● **TASK DESCRIPTION**
Retype, exactly as they appear below, the lines between the line holding "let client = Client::builder().timeout(timeout).build()?;" and the line holding "let status = response.status();", both ends included.

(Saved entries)
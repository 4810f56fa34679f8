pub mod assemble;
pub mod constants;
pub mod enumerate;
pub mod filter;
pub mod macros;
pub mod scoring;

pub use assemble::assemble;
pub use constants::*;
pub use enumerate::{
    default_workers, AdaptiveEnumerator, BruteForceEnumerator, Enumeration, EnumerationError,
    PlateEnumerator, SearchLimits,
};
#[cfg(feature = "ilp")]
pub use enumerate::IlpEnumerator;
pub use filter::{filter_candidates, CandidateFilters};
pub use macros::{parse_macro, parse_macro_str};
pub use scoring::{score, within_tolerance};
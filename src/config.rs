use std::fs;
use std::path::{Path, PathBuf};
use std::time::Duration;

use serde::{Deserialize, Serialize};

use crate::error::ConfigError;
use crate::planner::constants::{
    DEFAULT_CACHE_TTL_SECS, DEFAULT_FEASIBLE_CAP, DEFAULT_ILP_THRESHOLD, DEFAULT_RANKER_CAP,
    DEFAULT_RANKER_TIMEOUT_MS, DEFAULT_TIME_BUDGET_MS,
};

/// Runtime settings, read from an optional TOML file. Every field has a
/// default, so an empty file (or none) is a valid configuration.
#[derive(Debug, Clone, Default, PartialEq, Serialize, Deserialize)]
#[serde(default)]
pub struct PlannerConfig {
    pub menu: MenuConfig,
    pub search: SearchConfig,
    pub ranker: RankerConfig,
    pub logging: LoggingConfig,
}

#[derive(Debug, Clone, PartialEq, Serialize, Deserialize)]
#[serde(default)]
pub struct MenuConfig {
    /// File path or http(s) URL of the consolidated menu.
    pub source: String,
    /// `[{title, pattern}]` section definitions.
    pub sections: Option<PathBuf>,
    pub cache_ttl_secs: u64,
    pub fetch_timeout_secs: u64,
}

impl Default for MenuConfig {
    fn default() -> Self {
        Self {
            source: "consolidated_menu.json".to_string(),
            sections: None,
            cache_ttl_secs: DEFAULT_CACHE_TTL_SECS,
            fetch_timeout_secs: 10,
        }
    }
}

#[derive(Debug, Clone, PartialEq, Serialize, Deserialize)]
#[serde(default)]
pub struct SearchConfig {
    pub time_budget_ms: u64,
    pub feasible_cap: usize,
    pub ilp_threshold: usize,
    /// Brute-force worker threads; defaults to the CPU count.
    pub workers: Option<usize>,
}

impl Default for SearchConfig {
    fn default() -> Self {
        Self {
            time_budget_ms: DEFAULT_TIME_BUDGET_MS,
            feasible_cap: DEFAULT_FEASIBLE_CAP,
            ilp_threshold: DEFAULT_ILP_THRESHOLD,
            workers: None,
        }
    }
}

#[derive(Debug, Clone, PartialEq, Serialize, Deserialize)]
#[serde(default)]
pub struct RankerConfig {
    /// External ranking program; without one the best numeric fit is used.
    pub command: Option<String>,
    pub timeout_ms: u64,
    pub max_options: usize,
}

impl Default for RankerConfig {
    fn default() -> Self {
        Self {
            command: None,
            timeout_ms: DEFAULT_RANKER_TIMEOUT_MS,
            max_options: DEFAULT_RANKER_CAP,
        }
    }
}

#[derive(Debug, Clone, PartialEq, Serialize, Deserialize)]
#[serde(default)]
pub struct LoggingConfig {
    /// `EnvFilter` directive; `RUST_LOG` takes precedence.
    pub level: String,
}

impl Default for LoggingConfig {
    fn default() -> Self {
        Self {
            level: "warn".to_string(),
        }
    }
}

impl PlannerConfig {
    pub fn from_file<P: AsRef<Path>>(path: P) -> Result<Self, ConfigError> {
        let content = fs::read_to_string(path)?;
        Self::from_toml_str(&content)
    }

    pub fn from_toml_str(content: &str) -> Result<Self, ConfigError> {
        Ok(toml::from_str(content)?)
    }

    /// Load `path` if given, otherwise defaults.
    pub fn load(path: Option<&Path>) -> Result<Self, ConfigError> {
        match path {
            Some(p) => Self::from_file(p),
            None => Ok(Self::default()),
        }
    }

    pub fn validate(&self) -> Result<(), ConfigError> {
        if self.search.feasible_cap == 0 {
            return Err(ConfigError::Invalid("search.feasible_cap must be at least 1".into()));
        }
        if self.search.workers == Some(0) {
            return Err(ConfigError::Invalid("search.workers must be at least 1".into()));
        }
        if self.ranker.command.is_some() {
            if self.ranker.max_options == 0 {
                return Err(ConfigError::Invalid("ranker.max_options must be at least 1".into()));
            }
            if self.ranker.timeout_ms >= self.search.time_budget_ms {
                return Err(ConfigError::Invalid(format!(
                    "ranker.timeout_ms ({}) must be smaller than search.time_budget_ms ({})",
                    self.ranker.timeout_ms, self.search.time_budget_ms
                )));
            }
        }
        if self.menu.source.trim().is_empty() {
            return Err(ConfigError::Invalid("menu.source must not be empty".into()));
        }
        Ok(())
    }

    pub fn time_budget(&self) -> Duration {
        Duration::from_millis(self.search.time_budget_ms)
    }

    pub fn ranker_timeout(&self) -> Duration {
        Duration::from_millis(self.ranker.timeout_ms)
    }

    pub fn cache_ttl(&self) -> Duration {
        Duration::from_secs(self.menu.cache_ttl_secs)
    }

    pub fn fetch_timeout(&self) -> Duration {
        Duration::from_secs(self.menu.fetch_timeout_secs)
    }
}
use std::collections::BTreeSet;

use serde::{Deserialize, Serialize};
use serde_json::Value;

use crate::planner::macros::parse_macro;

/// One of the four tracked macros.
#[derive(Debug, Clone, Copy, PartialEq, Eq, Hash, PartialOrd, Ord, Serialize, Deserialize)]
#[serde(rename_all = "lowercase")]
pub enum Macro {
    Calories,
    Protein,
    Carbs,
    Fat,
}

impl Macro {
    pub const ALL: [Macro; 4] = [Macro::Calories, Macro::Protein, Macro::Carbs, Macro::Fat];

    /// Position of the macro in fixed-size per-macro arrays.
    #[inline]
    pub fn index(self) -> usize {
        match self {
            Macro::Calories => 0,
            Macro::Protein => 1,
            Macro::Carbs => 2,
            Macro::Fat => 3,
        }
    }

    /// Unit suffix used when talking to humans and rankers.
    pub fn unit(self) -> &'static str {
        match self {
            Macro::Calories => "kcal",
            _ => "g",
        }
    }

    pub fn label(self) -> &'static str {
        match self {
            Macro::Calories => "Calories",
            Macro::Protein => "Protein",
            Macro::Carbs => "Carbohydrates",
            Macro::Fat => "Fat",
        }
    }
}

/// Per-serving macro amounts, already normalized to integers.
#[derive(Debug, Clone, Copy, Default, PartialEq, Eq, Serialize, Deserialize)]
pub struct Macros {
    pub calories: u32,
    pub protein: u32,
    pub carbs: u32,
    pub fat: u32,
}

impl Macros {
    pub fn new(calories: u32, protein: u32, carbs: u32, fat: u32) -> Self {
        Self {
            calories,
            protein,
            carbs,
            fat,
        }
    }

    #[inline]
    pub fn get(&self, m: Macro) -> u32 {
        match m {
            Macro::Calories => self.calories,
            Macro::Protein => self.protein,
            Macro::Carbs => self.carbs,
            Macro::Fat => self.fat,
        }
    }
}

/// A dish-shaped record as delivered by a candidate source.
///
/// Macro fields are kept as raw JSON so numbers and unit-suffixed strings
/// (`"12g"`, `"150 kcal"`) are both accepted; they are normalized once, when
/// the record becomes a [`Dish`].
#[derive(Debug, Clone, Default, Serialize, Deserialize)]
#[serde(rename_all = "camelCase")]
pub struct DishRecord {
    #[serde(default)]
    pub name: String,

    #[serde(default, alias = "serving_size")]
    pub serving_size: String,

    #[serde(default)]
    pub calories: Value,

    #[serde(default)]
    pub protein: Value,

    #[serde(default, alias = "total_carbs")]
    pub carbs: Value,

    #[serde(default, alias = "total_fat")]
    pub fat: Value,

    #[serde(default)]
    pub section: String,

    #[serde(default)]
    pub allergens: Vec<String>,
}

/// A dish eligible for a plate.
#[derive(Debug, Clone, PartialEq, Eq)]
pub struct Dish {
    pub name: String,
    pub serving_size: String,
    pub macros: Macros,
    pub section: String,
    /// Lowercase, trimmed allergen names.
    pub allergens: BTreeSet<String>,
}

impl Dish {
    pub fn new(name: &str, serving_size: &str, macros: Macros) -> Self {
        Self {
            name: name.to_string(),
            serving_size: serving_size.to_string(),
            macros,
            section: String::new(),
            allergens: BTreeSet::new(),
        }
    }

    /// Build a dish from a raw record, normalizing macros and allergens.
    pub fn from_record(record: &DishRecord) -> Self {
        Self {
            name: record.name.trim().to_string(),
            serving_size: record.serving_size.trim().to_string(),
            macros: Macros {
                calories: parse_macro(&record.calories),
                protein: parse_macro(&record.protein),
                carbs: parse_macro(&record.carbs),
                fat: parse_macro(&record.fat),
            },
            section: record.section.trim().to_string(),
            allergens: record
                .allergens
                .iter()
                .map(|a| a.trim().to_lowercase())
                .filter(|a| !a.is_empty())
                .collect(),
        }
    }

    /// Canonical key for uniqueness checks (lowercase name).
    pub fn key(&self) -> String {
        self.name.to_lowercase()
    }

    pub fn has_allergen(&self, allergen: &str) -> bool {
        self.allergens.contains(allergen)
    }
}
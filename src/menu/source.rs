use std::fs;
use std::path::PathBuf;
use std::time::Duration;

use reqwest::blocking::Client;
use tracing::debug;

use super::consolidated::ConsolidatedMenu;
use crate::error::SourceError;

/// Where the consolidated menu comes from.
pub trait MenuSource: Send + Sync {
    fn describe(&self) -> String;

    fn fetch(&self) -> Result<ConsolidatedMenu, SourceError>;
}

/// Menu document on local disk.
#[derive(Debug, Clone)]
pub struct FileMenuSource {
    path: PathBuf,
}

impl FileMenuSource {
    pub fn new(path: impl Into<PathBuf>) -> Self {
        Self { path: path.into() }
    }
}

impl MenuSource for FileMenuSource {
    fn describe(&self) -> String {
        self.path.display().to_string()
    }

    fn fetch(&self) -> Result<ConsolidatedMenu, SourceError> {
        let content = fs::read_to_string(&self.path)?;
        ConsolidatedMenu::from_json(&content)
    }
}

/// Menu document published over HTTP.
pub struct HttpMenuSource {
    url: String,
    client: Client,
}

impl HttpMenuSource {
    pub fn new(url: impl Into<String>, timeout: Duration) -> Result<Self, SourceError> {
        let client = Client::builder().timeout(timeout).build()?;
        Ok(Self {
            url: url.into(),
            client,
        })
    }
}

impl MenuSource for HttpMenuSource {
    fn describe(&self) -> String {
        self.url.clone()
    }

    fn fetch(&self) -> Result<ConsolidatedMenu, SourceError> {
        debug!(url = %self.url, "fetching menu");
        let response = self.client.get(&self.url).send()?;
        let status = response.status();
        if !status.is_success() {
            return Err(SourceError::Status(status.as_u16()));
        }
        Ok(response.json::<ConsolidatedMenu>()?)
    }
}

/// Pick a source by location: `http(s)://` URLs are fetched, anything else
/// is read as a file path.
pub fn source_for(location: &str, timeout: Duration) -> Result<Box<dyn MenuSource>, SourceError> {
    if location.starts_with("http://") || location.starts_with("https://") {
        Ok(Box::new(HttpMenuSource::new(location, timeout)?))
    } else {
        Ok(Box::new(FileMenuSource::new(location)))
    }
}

● **SOLUTION TO THE EXERCISE**
        let client = Client::builder().timeout(timeout).build()?;
        Ok(Self {
            url: url.into(),
            client,
        })
    }
}

impl MenuSource for HttpMenuSource {
    fn describe(&self) -> String {
        self.url.clone()
    }

    fn fetch(&self) -> Result<ConsolidatedMenu, SourceError> {
        debug!(url = %self.url, "fetching menu");
        let response = self.client.get(&self.url).send()?;
        let status = response.status();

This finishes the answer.